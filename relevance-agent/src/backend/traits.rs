//! Core traits for LLM backends.
//!
//! This module defines the `LlmBackend` trait - the single seam between the
//! relevance sampler and whatever chat-completion service answers it.

use async_trait::async_trait;
use serde::{Deserialize, Serialize};

/// Error types for LLM operations.
#[derive(Debug, thiserror::Error)]
pub enum LlmError {
    /// Backend could not be constructed or reached
    #[error("Backend unavailable: {0}")]
    Unavailable(String),

    /// Request failed
    #[error("Request failed: {0}")]
    RequestFailed(String),

    /// Rate limited by the backend
    #[error("Rate limited, retry after {retry_after_ms:?}ms")]
    RateLimited { retry_after_ms: Option<u64> },

    /// Network error
    #[error("Network error: {0}")]
    NetworkError(String),

    /// No response within the request timeout
    #[error("Request timed out: {0}")]
    Timeout(String),

    /// Parsing error
    #[error("Parse error: {0}")]
    ParseError(String),
}

/// Core trait for LLM backends.
#[async_trait]
pub trait LlmBackend: Send + Sync {
    /// Backend identifier (the default model name).
    fn id(&self) -> &str;

    /// Generate a completion.
    async fn complete(&self, request: CompletionRequest) -> Result<CompletionResponse, LlmError>;
}

/// Request for LLM completion.
#[derive(Debug, Clone, Default, Serialize, Deserialize)]
pub struct CompletionRequest {
    /// Model override; the backend's own model is used when `None`
    pub model: Option<String>,
    /// System prompt (optional)
    pub system_prompt: Option<String>,
    /// Conversation messages
    pub messages: Vec<Message>,
    /// Maximum tokens to generate
    pub max_tokens: Option<u32>,
    /// Temperature (0.0-2.0)
    pub temperature: Option<f32>,
}

impl CompletionRequest {
    /// Create a request whose only message is a system prompt.
    pub fn system(prompt: impl Into<String>) -> Self {
        Self {
            system_prompt: Some(prompt.into()),
            ..Default::default()
        }
    }

    /// Create a new request with a user message.
    pub fn user(content: impl Into<String>) -> Self {
        Self {
            messages: vec![Message::user(content)],
            ..Default::default()
        }
    }

    /// Route the request to a specific model.
    pub fn with_model(mut self, model: impl Into<String>) -> Self {
        self.model = Some(model.into());
        self
    }

    /// Set max tokens.
    pub fn with_max_tokens(mut self, max: u32) -> Self {
        self.max_tokens = Some(max);
        self
    }

    /// Set temperature.
    pub fn with_temperature(mut self, temp: f32) -> Self {
        self.temperature = Some(temp.clamp(0.0, 2.0));
        self
    }
}

/// A message in the conversation.
#[derive(Debug, Clone, Serialize, Deserialize)]
pub struct Message {
    pub role: MessageRole,
    pub content: String,
}

impl Message {
    pub fn user(content: impl Into<String>) -> Self {
        Self {
            role: MessageRole::User,
            content: content.into(),
        }
    }
}

/// Role of a message sender.
#[derive(Debug, Clone, Copy, PartialEq, Eq, Serialize, Deserialize)]
#[serde(rename_all = "lowercase")]
pub enum MessageRole {
    System,
    User,
    Assistant,
}

impl MessageRole {
    pub fn as_str(&self) -> &'static str {
        match self {
            MessageRole::System => "system",
            MessageRole::User => "user",
            MessageRole::Assistant => "assistant",
        }
    }
}

/// Response from LLM completion.
#[derive(Debug, Clone, Serialize, Deserialize)]
pub struct CompletionResponse {
    /// Generated content
    pub content: String,
    /// Model that actually answered
    pub model: String,
    /// Why generation stopped
    pub finish_reason: FinishReason,
    /// Token usage
    pub usage: Usage,
}

/// Why generation stopped.
#[derive(Debug, Clone, Copy, PartialEq, Eq, Serialize, Deserialize)]
#[serde(rename_all = "snake_case")]
pub enum FinishReason {
    /// Natural stop
    Stop,
    /// Hit max tokens limit
    Length,
    /// Content was filtered
    ContentFilter,
}

/// Token usage information.
#[derive(Debug, Clone, Default, Serialize, Deserialize)]
pub struct Usage {
    pub prompt_tokens: u32,
    pub completion_tokens: u32,
}

impl Usage {
    pub fn total(&self) -> u32 {
        self.prompt_tokens + self.completion_tokens
    }
}
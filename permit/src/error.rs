//! Permit signing errors.

/// Error types for key handling, hashing, signing and chain access.
#[derive(Debug, thiserror::Error)]
pub enum PermitError {
    /// Malformed hex address
    #[error("Invalid address: {0}")]
    InvalidAddress(String),

    /// Amount cannot be represented on chain
    #[error("Invalid amount: {0}")]
    InvalidAmount(String),

    /// Key material is malformed or the key is not a valid secp256k1 scalar
    #[error("Invalid key: {0}")]
    InvalidKey(String),

    /// Passphrase-based key derivation failed
    #[error("Key derivation failed: {0}")]
    KeyDerivation(String),

    /// Ciphertext did not authenticate
    #[error("Failed to decrypt signing key (wrong passphrase?)")]
    Decryption,

    /// Encryption failed
    #[error("Encryption failed: {0}")]
    Encryption(String),

    /// ECDSA signing or recovery failed
    #[error("Signing failed: {0}")]
    Signing(String),

    /// JSON-RPC transport or protocol error
    #[error("RPC error: {0}")]
    Rpc(String),

    /// Endpoint did not answer within the request timeout
    #[error("RPC request to {0} timed out")]
    RpcTimeout(String),

    /// Endpoint reports a different chain than configured
    #[error("Network mismatch: expected chain {expected}, endpoint reports {actual}")]
    NetworkMismatch { expected: u64, actual: u64 },

    /// No configured endpoint answered for the network
    #[error("No working RPC endpoint for network {0}")]
    NoEndpoint(u64),
}

impl PermitError {
    /// Whether trying again could succeed. Key, amount and signing failures
    /// repeat identically.
    pub fn is_transient(&self) -> bool {
        matches!(
            self,
            PermitError::Rpc(_) | PermitError::RpcTimeout(_) | PermitError::NoEndpoint(_)
        )
    }
}

pub type Result<T> = std::result::Result<T, PermitError>;
//! Settings for a payout run.
//!
//! One explicitly constructed object carries everything the pipeline needs.
//! Secrets are not part of it: the LLM API key and the key passphrases are
//! supplied separately by the caller.

use permit::{Address, EncryptedKeyMaterial, RetryPolicy, PERMIT2_ADDRESS};
use relevance_agent::SamplerConfig;
use contribution::ScoringPolicy;
use serde::{Deserialize, Serialize};
use std::time::Duration;

use crate::error::ConfigError;

/// Complete payout configuration.
#[derive(Debug, Clone, Serialize, Deserialize)]
#[serde(default)]
pub struct PayoutSettings {
    /// ERC-20 payments
    pub payments: PaymentSettings,
    /// ERC-721 reward badges
    pub nft: NftSettings,
    /// Relevance sampling
    pub relevance: SamplerConfig,
    /// Rubric and combination policy
    pub scoring: ScoringPolicy,
    /// Retry for chain access and signing
    pub retry: RetryPolicy,
    /// Per-request JSON-RPC timeout (seconds)
    pub rpc_timeout_secs: u64,
    /// Claim page the summary links to
    pub claim_base_url: String,
}

impl Default for PayoutSettings {
    fn default() -> Self {
        Self {
            payments: PaymentSettings::default(),
            nft: NftSettings::default(),
            relevance: SamplerConfig::default(),
            scoring: ScoringPolicy::default(),
            retry: RetryPolicy::default(),
            rpc_timeout_secs: 10,
            claim_base_url: String::new(),
        }
    }
}

impl PayoutSettings {
    /// Load settings from YAML.
    pub fn from_yaml(yaml: &str) -> Result<Self, ConfigError> {
        Ok(serde_yaml::from_str(yaml)?)
    }

    /// Serialize to YAML.
    pub fn to_yaml(&self) -> Result<String, ConfigError> {
        Ok(serde_yaml::to_string(self)?)
    }

    pub fn rpc_timeout(&self) -> Duration {
        Duration::from_secs(self.rpc_timeout_secs)
    }

    /// Reject settings that could only produce wrong payouts.
    pub fn validate(&self) -> Result<(), ConfigError> {
        self.scoring
            .validate()
            .map_err(|e| ConfigError::invalid("scoring", e))?;
        self.relevance
            .validate()
            .map_err(|e| ConfigError::invalid("relevance", e))?;

        if self.retry.max_attempts == 0 {
            return Err(ConfigError::invalid("retry.max_attempts", "must be positive"));
        }
        if self.rpc_timeout_secs == 0 {
            return Err(ConfigError::invalid("rpc_timeout_secs", "must be positive"));
        }

        self.payments.token_address()?;
        self.payments.permit2_address()?;
        if self.payments.token_decimals > 38 {
            return Err(ConfigError::invalid(
                "payments.token_decimals",
                "amounts above 38 decimals cannot be represented",
            ));
        }

        if self.nft.enabled {
            self.nft.contract_address()?;
        }
        Ok(())
    }
}

fn parse_address(field: &str, value: &str) -> Result<Address, ConfigError> {
    value.parse().map_err(|e| ConfigError::invalid(field, e))
}

/// Where and in what the contributors get paid.
#[derive(Debug, Clone, Serialize, Deserialize)]
#[serde(default)]
pub struct PaymentSettings {
    /// EVM chain id
    pub network_id: u64,
    /// ERC-20 payment token
    pub token: String,
    /// Permit2 deployment
    pub permit2: String,
    /// Token decimals
    pub token_decimals: u32,
    /// JSON-RPC endpoints, tried in order
    pub rpc_urls: Vec<String>,
    /// Encrypted payer key; no payments are signed without it
    pub signing_key: Option<EncryptedKeyMaterial>,
}

impl Default for PaymentSettings {
    fn default() -> Self {
        Self {
            network_id: 100,
            // WXDAI on Gnosis
            token: "0xe91D153E0b41518A2Ce8Dd3D7944Fa863463a97d".to_string(),
            permit2: PERMIT2_ADDRESS.to_string(),
            token_decimals: 18,
            rpc_urls: vec!["https://rpc.gnosischain.com".to_string()],
            signing_key: None,
        }
    }
}

impl PaymentSettings {
    pub fn token_address(&self) -> Result<Address, ConfigError> {
        parse_address("payments.token", &self.token)
    }

    pub fn permit2_address(&self) -> Result<Address, ConfigError> {
        parse_address("payments.permit2", &self.permit2)
    }
}

/// Reward badge minting.
#[derive(Debug, Clone, Serialize, Deserialize)]
#[serde(default)]
pub struct NftSettings {
    pub enabled: bool,
    /// Reward contract
    pub contract: String,
    pub network_id: u64,
    pub rpc_urls: Vec<String>,
    /// Encrypted minter key
    pub minter_key: Option<EncryptedKeyMaterial>,
}

impl Default for NftSettings {
    fn default() -> Self {
        Self {
            enabled: false,
            contract: "0x6a87f05a74AB2EC25D1Eea0a3Cd24C3A2eCfF3E0".to_string(),
            network_id: 100,
            rpc_urls: vec!["https://rpc.gnosischain.com".to_string()],
            minter_key: None,
        }
    }
}

impl NftSettings {
    pub fn contract_address(&self) -> Result<Address, ConfigError> {
        parse_address("nft.contract", &self.contract)
    }
}

#[cfg(test)]
mod tests {
    use super::*;
    use contribution::ScoreCombination;
    use rust_decimal_macros::dec;

    #[test]
    fn test_defaults_are_valid() {
        let settings = PayoutSettings::default();
        assert!(settings.validate().is_ok());
        assert_eq!(settings.payments.network_id, 100);
        assert_eq!(settings.retry.max_attempts, 5);
        assert_eq!(settings.relevance.batch_size, 10);
        assert_eq!(settings.rpc_timeout(), Duration::from_secs(10));
    }

    #[test]
    fn test_partial_yaml_fills_defaults() {
        let yaml = r#"
payments:
  network_id: 1
  rpc_urls: ["https://eth.example"]
scoring:
  combination:
    kind: weighted_sum
    rubric_weight: 0.5
    relevance_weight: 0.5
claim_base_url: https://pay.example
"#;
        let settings = PayoutSettings::from_yaml(yaml).unwrap();

        assert_eq!(settings.payments.network_id, 1);
        assert_eq!(settings.payments.token_decimals, 18);
        assert_eq!(
            settings.scoring.combination,
            ScoreCombination::WeightedSum {
                rubric_weight: dec!(0.5),
                relevance_weight: dec!(0.5)
            }
        );
        assert_eq!(settings.relevance.max_attempts, 10);
        assert!(settings.validate().is_ok());
    }

    #[test]
    fn test_yaml_roundtrip() {
        let settings = PayoutSettings::default();
        let yaml = settings.to_yaml().unwrap();
        let back = PayoutSettings::from_yaml(&yaml).unwrap();
        assert_eq!(back.payments.token, settings.payments.token);
        assert_eq!(back.relevance, settings.relevance);
    }

    #[test]
    fn test_malformed_token_rejected() {
        let mut settings = PayoutSettings::default();
        settings.payments.token = "0xnot-an-address".into();
        assert!(matches!(
            settings.validate(),
            Err(ConfigError::Invalid { field, .. }) if field == "payments.token"
        ));
    }

    #[test]
    fn test_zero_batch_size_rejected() {
        let mut settings = PayoutSettings::default();
        settings.relevance.batch_size = 0;
        assert!(settings.validate().is_err());
    }

    #[test]
    fn test_unbounded_timeouts_rejected() {
        let mut settings = PayoutSettings::default();
        settings.rpc_timeout_secs = 0;
        assert!(matches!(
            settings.validate(),
            Err(ConfigError::Invalid { field, .. }) if field == "rpc_timeout_secs"
        ));

        let mut settings = PayoutSettings::default();
        settings.relevance.request_timeout_secs = 0;
        assert!(settings.validate().is_err());
    }

    #[test]
    fn test_negative_rubric_value_rejected() {
        let mut settings = PayoutSettings::default();
        settings.scoring.default_multipliers.word_value = dec!(-0.1);
        assert!(settings.validate().is_err());
    }

    #[test]
    fn test_nft_contract_checked_only_when_enabled() {
        let mut settings = PayoutSettings::default();
        settings.nft.contract = "nope".into();
        assert!(settings.validate().is_ok());

        settings.nft.enabled = true;
        assert!(settings.validate().is_err());
    }
}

# # # #

Activity: Copy the entries word for word. Start at the first line and end with the line containing "Generate a completion.".

Task response:
filename relevance-agent/src/backend/traits.rs
//! Core traits for LLM backends.
//!
//! This module defines the `LlmBackend` trait - the single seam between the
//! relevance sampler and whatever chat-completion service answers it.

use async_trait::async_trait;
use serde::{Deserialize, Serialize};

/// Error types for LLM operations.
#[derive(Debug, thiserror::Error)]
pub enum LlmError {
    /// Backend could not be constructed or reached
    #[error("Backend unavailable: {0}")]
    Unavailable(String),

    /// Request failed
    #[error("Request failed: {0}")]
    RequestFailed(String),

    /// Rate limited by the backend
    #[error("Rate limited, retry after {retry_after_ms:?}ms")]
    RateLimited { retry_after_ms: Option<u64> },

    /// Network error
    #[error("Network error: {0}")]
    NetworkError(String),

    /// No response within the request timeout
    #[error("Request timed out: {0}")]
    Timeout(String),

    /// Parsing error
    #[error("Parse error: {0}")]
    ParseError(String),
}

/// Core trait for LLM backends.
#[async_trait]
pub trait LlmBackend: Send + Sync {
    /// Backend identifier (the default model name).
    fn id(&self) -> &str;

    /// Generate a completion.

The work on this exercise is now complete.